**What needs to be done**
Exactly the lines from the start of the data below through the line containing "format (text, json)" must be returned, and no others.

**Given data**
※ ※ ※

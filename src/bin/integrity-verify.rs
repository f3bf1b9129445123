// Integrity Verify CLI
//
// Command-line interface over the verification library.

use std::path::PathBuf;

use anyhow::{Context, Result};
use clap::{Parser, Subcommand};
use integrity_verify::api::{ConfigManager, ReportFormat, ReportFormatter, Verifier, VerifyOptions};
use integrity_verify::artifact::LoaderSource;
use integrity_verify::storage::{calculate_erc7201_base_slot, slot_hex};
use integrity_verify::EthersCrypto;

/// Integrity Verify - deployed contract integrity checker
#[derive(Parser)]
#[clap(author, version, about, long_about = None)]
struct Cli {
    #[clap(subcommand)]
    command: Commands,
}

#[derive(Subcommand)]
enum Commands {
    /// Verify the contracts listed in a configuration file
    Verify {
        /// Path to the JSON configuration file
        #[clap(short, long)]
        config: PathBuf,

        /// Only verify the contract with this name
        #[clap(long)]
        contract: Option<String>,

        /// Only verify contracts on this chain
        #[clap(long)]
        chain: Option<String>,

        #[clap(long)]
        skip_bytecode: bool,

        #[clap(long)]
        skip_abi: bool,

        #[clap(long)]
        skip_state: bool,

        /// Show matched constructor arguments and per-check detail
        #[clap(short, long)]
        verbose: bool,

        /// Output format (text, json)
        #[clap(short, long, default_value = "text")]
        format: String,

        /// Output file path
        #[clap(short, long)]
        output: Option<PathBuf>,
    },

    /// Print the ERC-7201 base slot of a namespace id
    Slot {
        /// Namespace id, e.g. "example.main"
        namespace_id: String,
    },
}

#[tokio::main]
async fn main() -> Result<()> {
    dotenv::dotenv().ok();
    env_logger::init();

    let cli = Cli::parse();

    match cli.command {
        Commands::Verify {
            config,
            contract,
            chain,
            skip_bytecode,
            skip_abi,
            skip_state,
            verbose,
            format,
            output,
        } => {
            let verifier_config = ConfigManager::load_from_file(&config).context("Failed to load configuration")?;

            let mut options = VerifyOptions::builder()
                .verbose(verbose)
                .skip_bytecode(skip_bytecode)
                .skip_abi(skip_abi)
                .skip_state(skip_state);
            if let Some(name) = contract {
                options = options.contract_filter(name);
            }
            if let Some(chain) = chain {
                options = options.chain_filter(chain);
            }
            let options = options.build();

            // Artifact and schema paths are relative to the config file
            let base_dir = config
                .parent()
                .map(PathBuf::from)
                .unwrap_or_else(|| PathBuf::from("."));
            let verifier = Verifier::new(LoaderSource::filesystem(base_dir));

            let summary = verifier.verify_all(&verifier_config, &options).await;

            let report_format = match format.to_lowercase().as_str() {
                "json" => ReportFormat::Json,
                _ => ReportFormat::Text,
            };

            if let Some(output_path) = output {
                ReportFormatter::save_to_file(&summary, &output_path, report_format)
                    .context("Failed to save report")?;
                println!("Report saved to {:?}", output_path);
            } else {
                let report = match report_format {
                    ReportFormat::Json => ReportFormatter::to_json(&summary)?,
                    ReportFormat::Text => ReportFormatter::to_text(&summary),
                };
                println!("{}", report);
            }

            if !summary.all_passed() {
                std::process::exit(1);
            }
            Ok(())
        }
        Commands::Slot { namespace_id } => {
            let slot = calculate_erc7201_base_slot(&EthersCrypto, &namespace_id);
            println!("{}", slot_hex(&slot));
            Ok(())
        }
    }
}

※ ※ ※

**Exercise response**
filename src/bin/integrity-verify.rs
repository f3bf1b9129445123
// Integrity Verify CLI
//
// Command-line interface over the verification library.

use std::path::PathBuf;

use anyhow::{Context, Result};
use clap::{Parser, Subcommand};
use integrity_verify::api::{ConfigManager, ReportFormat, ReportFormatter, Verifier, VerifyOptions};
use integrity_verify::artifact::LoaderSource;
use integrity_verify::storage::{calculate_erc7201_base_slot, slot_hex};
use integrity_verify::EthersCrypto;

/// Integrity Verify - deployed contract integrity checker
#[derive(Parser)]
#[clap(author, version, about, long_about = None)]
struct Cli {
    #[clap(subcommand)]
    command: Commands,
}

#[derive(Subcommand)]
enum Commands {
    /// Verify the contracts listed in a configuration file
    Verify {
        /// Path to the JSON configuration file
        #[clap(short, long)]
        config: PathBuf,

        /// Only verify the contract with this name
        #[clap(long)]
        contract: Option<String>,

        /// Only verify contracts on this chain
        #[clap(long)]
        chain: Option<String>,

        #[clap(long)]
        skip_bytecode: bool,

        #[clap(long)]
        skip_abi: bool,

        #[clap(long)]
        skip_state: bool,

        /// Show matched constructor arguments and per-check detail
        #[clap(short, long)]
        verbose: bool,

        /// Output format (text, json)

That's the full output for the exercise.